When 8GB Is Enough: How DuckDB Handles Data Larger Than RAM

The cheapest MacBook in early 2026 is a MacBook Air starting around $1,099, with 8GB of unified RAM. Claiming you can run genuine big data analytics on that machine would have seemed like marketing language five years ago. DuckDB’s recent benchmark post makes a credible case that the claim holds, and the mechanics behind it are worth examining.

The story is not simply that DuckDB is fast. It is about how a well-designed execution model, a good file format, and hardware that has quietly improved all converged to shift the threshold for what constitutes a “big data problem.”

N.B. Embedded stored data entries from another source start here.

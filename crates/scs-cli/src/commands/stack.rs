use super::{colorize_status, emit, json_pretty, maybe_spinner, parse_id, EXIT_SUCCESS};
use clap::Subcommand;
use scs_core::{Manager, PhaseReport, ScsResult, StackOutcome};
use scs_schema::StackId;

#[derive(Debug, Subcommand)]
pub enum StackCommand {
    /// Create a stack and provision its components in phase order.
    Create {
        /// Stack flavour: wisski, jupyter or nextcloud.
        #[arg(long)]
        bundle: String,
        /// Machine name; components derive their names from it.
        #[arg(long)]
        name: String,
        #[arg(long)]
        owner: String,
        #[arg(long)]
        label: Option<String>,
    },
    /// Tear down a stack's components in reverse phase order.
    Delete { id: String },
    List,
}

pub fn run(manager: &Manager, command: StackCommand, json: bool) -> Result<u8, String> {
    match command {
        StackCommand::Create {
            bundle,
            name,
            owner,
            label,
        } => {
            let pb = maybe_spinner(json, &format!("creating {bundle} stack '{name}'..."));
            let result = manager.create_stack(&bundle, &name, &owner, label.as_deref());
            emit(
                &result,
                json,
                pb.as_ref(),
                |outcome: &StackOutcome| {
                    println!("stack id: {}", outcome.stack.id);
                    print_phases(&outcome.report);
                },
                |outcome: &StackOutcome| print_phases(&outcome.report),
            )
        }
        StackCommand::Delete { id } => {
            let id: StackId = parse_id("stack", &id)?;
            let pb = maybe_spinner(json, &format!("deleting stack {id}..."));
            let result = manager.delete_stack(id);
            emit(&result, json, pb.as_ref(), print_phases, print_phases)
        }
        StackCommand::List => {
            let stacks = manager.list_stacks().map_err(|e| e.to_string())?;
            if json {
                println!("{}", json_pretty(&stacks)?);
            } else if stacks.is_empty() {
                println!("no stacks found");
            } else {
                println!("{:<6} {:<10} {:<24} {:<16} COMPONENTS", "ID", "BUNDLE", "NAME", "OWNER");
                for stack in &stacks {
                    let members: Vec<String> = stack
                        .included_components
                        .iter()
                        .map(ToString::to_string)
                        .collect();
                    println!(
                        "{:<6} {:<10} {:<24} {:<16} {}",
                        stack.id.get(),
                        stack.bundle.as_str(),
                        stack.machine_name.as_str(),
                        stack.owner.as_str(),
                        members.join(",")
                    );
                }
            }
            Ok(EXIT_SUCCESS)
        }
    }
}

fn print_phases(report: &PhaseReport) {
    for phase in report.phases() {
        match report.get(phase) {
            None => println!("  {:<12} -", phase.as_str()),
            Some(ScsResult::Success { data, .. }) => println!(
                "  {:<12} {} {} ({})",
                phase.as_str(),
                data.component.id,
                data.component.machine_name,
                colorize_status(&data.component.status.to_string())
            ),
            Some(ScsResult::Failure { message, .. }) => {
                println!("  {:<12} {}: {message}", phase.as_str(), colorize_status("failed"));
            }
        }
    }
    if !report.deleted.is_empty() {
        println!("  deleted: {}", join_ids(&report.deleted));
    }
    if !report.cleaned_references.is_empty() {
        println!("  cleaned references: {}", join_ids(&report.cleaned_references));
    }
    if !report.remaining.is_empty() {
        println!("  still attached: {}", join_ids(&report.remaining));
    }
}

fn join_ids(ids: &[impl ToString]) -> String {
    ids.iter().map(ToString::to_string).collect::<Vec<_>>().join(", ")
}
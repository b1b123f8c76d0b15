use crate::backend::{ContainerBackend, ContainerSpec, ContainerState, MountSource};
use crate::http::HttpClient;
use crate::BackendError;
use scs_schema::{ContainerId, VolumeName};
use serde_json::{json, Value};
use tracing::info;

/// Docker Engine API client, talking to the daemon (or a management proxy in
/// front of it) over HTTP.
pub struct DockerApiBackend {
    client: HttpClient,
}

impl DockerApiBackend {
    pub fn new(url: &str, token: Option<String>) -> Self {
        Self {
            client: HttpClient::new(url, token),
        }
    }

    pub(crate) fn create_body(spec: &ContainerSpec) -> Value {
        let env: Vec<String> = spec.env.iter().map(|(k, v)| format!("{k}={v}")).collect();
        let mounts: Vec<Value> = spec
            .mounts
            .iter()
            .map(|m| {
                let (kind, source) = match &m.source {
                    MountSource::Volume(name) => ("volume", name.to_string()),
                    MountSource::Bind(path) => ("bind", path.to_string_lossy().into_owned()),
                };
                json!({
                    "Type": kind,
                    "Source": source,
                    "Target": m.target,
                    "ReadOnly": m.read_only,
                })
            })
            .collect();
        let mut host_config = json!({ "Mounts": mounts });
        if let Some(network) = &spec.network {
            host_config["NetworkMode"] = json!(network);
        }
        let mut body = json!({
            "Image": spec.image,
            "Env": env,
            "Labels": spec.labels,
            "HostConfig": host_config,
        });
        if !spec.command.is_empty() {
            body["Cmd"] = json!(spec.command);
        }
        body
    }
}

impl ContainerBackend for DockerApiBackend {
    fn name(&self) -> &'static str {
        "docker"
    }

    fn create_container(&self, spec: &ContainerSpec) -> Result<ContainerId, BackendError> {
        let operation = format!("create container {}", spec.name);
        let resp = self.client.send_ok(
            "POST",
            &format!("/containers/create?name={}", spec.name),
            Some(&Self::create_body(spec)),
            &operation,
        )?;
        let value = HttpClient::parse_json(&operation, &resp)?;
        let id = value["Id"]
            .as_str()
            .ok_or_else(|| BackendError::InvalidResponse {
                operation: operation.clone(),
                detail: format!("missing Id in {}", resp.body.trim()),
            })?;
        info!("created container {} ({id})", spec.name);
        Ok(ContainerId::new(id))
    }

    fn start_container(&self, id: &ContainerId) -> Result<(), BackendError> {
        self.client.send_ok(
            "POST",
            &format!("/containers/{id}/start"),
            None,
            &format!("start container {id}"),
        )?;
        Ok(())
    }

    fn inspect_container(&self, id: &ContainerId) -> Result<Option<ContainerState>, BackendError> {
        let operation = format!("inspect container {id}");
        let resp = self
            .client
            .send("GET", &format!("/containers/{id}/json"), None, &operation)?;
        if resp.status == 404 {
            return Ok(None);
        }
        if !resp.is_success() {
            return Err(BackendError::request(
                operation,
                format!("HTTP {}: {}", resp.status, resp.body.trim()),
            ));
        }
        let value = HttpClient::parse_json(&operation, &resp)?;
        let state = &value["State"];
        let running = state["Running"].as_bool().unwrap_or(false);
        let status = state["Status"].as_str().unwrap_or("unknown").to_owned();
        let exit_code = if running || status == "created" {
            None
        } else {
            state["ExitCode"].as_i64()
        };
        Ok(Some(ContainerState {
            id: ContainerId::new(value["Id"].as_str().unwrap_or(id.as_str())),
            running,
            exit_code,
            status,
        }))
    }

    fn remove_container(&self, id: &ContainerId) -> Result<(), BackendError> {
        let operation = format!("remove container {id}");
        let resp = self.client.send(
            "DELETE",
            &format!("/containers/{id}?force=true"),
            None,
            &operation,
        )?;
        match resp.status {
            404 => Ok(()),
            s if (200..300).contains(&s) => Ok(()),
            s => Err(BackendError::request(
                operation,
                format!("HTTP {s}: {}", resp.body.trim()),
            )),
        }
    }

    fn volume_exists(&self, name: &VolumeName) -> Result<bool, BackendError> {
        let operation = format!("inspect volume {name}");
        let resp = self
            .client
            .send("GET", &format!("/volumes/{name}"), None, &operation)?;
        match resp.status {
            404 => Ok(false),
            s if (200..300).contains(&s) => Ok(true),
            s => Err(BackendError::request(
                operation,
                format!("HTTP {s}: {}", resp.body.trim()),
            )),
        }
    }

    fn create_volume(&self, name: &VolumeName) -> Result<(), BackendError> {
        self.client.send_ok(
            "POST",
            "/volumes/create",
            Some(&json!({ "Name": name.as_str() })),
            &format!("create volume {name}"),
        )?;
        info!("created volume {name}");
        Ok(())
    }

    fn remove_volume(&self, name: &VolumeName) -> Result<(), BackendError> {
        let operation = format!("remove volume {name}");
        let resp = self
            .client
            .send("DELETE", &format!("/volumes/{name}"), None, &operation)?;
        match resp.status {
            404 => Ok(()),
            s if (200..300).contains(&s) => Ok(()),
            s => Err(BackendError::request(
                operation,
                format!("HTTP {s}: {}", resp.body.trim()),
            )),
        }
    }
}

Why the Standard Python Stack Hits a Wall

The conventional Python data stack for years meant loading data into a Pandas DataFrame. Pandas is row-oriented in memory and eager by default, meaning it reads the full dataset into RAM before any computation begins. A 50GB CSV on an 8GB machine produces an out-of-memory error before the query starts.

Spark was the historical answer: distribute the data across multiple machines, pool their memory, and run a distributed execution engine. This works, but the operational weight is real. Every Spark job requires cluster bootstrap time (typically 3-5 minutes on AWS EMR), tuning of executor memory settings, and tolerance for shuffle failures that appear only on large inputs. For exploratory analysis, the iteration cycle is painful.

DuckDB’s design premise is different. Rather than assuming data fits in RAM and failing when it does not, it treats memory as a configurable constraint from the start.

The Execution Model

DuckDB uses a vectorized, columnar execution engine with roots in the MonetDB/X100 research lineage. Queries execute in a pipeline where data moves through operators in batches called vectors, defaulting to 2,048 rows per batch. This is SIMD-friendly, cache-efficient, and critically, does not require the full dataset to be resident in memory at once.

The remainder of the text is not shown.